Not only were we giving away 10,000 free bags of groceries with a chicken in every bag, we were also doing sickle cell anemia testing. We must have tested 12,000 people over a three-day period. And we registered people to vote while they were there. At one time we held a record in California, for the most people registered to vote in one day.
I remember a lot of hard work from those days. I remember a lot of young people and a lot of volunteers coming out to help. We always finished the day with smiles on our faces, knowing we had done something that day to make the situation better for our community. And there’s no better feeling in the world than that.

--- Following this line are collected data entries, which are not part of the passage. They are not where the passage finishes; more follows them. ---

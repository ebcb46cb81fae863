use bevy_ecs::prelude::*;
use serde::{Deserialize, Serialize};

/// An owned possession. Purchase price and upkeep are frozen at the moment of
/// purchase; later catalog changes never retroactively reprice an asset.
#[derive(Debug, Clone, PartialEq, Eq, Serialize, Deserialize)]
pub struct Asset {
    pub id: String,
    pub name: String,
    pub category: String,
    pub purchase_price: i64,
    pub weekly_upkeep: i64,
}

#[derive(Debug, Clone, Default, PartialEq, Serialize, Deserialize)]
pub struct CashHistory {
    pub week: Vec<u32>,
    pub cash: Vec<i64>,
}

/// The player's finances. Cash is signed: running far enough below zero is the
/// bankruptcy trigger. Income and expenses are recomputed from scratch every
/// week rather than accumulated.
#[derive(Resource, Debug, Clone, PartialEq, Serialize, Deserialize)]
pub struct Wealth {
    pub cash: i64,
    pub income: i64,
    pub expenses: i64,
    #[serde(default)]
    pub assets: Vec<Asset>,
    #[serde(default)]
    pub history: CashHistory,
}

impl Default for Wealth {
    fn default() -> Self {
        Self {
            cash: 2000,
            income: 0,
            expenses: 50,
            assets: Vec::new(),
            history: CashHistory::default(),
        }
    }
}

impl Wealth {
    pub fn owns(&self, asset_id: &str) -> bool {
        self.assets.iter().any(|a| a.id == asset_id)
    }

    pub fn upkeep_total(&self) -> i64 {
        self.assets.iter().map(|a| a.weekly_upkeep).sum()
    }

    /// Store this week's totals and settle them against the balance.
    pub fn settle_week(&mut self, income: i64, base_expenses: i64) {
        self.income = income;
        self.expenses = base_expenses + self.upkeep_total();
        self.cash += self.income - self.expenses;
    }

    pub fn record_history(&mut self, week: u32) {
        self.history.week.push(week);
        self.history.cash.push(self.cash);
    }
}

#[cfg(test)]
mod tests {
    use super::*;

    fn asset(id: &str, upkeep: i64) -> Asset {
        Asset {
            id: id.to_string(),
            name: id.to_string(),
            category: "Vehicles".to_string(),
            purchase_price: 1000,
            weekly_upkeep: upkeep,
        }
    }

    #[test]
    fn settle_week_recomputes_rather_than_accumulates() {
        let mut wealth = Wealth::default();
        wealth.assets.push(asset("car", 150));
        wealth.settle_week(1000, 50);
        assert_eq!(wealth.income, 1000);
        assert_eq!(wealth.expenses, 200);
        assert_eq!(wealth.cash, 2800);

        wealth.settle_week(0, 50);
        assert_eq!(wealth.income, 0);
        assert_eq!(wealth.expenses, 200);
        assert_eq!(wealth.cash, 2600);
    }

    #[test]
    fn cash_may_go_negative() {
        let mut wealth = Wealth {
            cash: 20,
            ..Default::default()
        };
        wealth.settle_week(0, 50);
        assert_eq!(wealth.cash, -30);
    }
}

The Black Panther Party was at the vanguard, teaching by example, showing people what to do, and how to do it. We were trying to educate people, so they could grasp power, and so that they could do the things they needed in their communities. Now, the Black Lives Matter movement is pushing the envelope further. We’re in a very rare time, a special time, and there’s never been a time like this before.
I tell young people today, I understand what you’re saying about the police. But the police take cues from politicians and businesses, and there are other places we should be focusing our energy, too. The police are people we see everyday, but we also want to get at why we have food deserts in the community, and why we have to travel so far to get to a grocery store.
When people get information, they can digest it and come up with new ideas. If the true story of the Black Panther Party is told, people are going to have a true idea of what the party was really about. It’s my job to put that information out there, to let everyone know that the Party was more than berets and leather jackets. It was more than shootouts with police. It was hard community work. People lost their lives, people died. Families were broken up. This was serious stuff. It’s important to me that the legacy lives on so the next generation can build on what we started.
We talked about police brutality, now everybody knows it’s happening. We talked about the breakfast program, now public schools across America have breakfast programs. And the coronavirus shows you how important that breakfast program was: Even though the schools are closed, children are still showing up and relying on those breakfast programs every day. That’s why history is so important.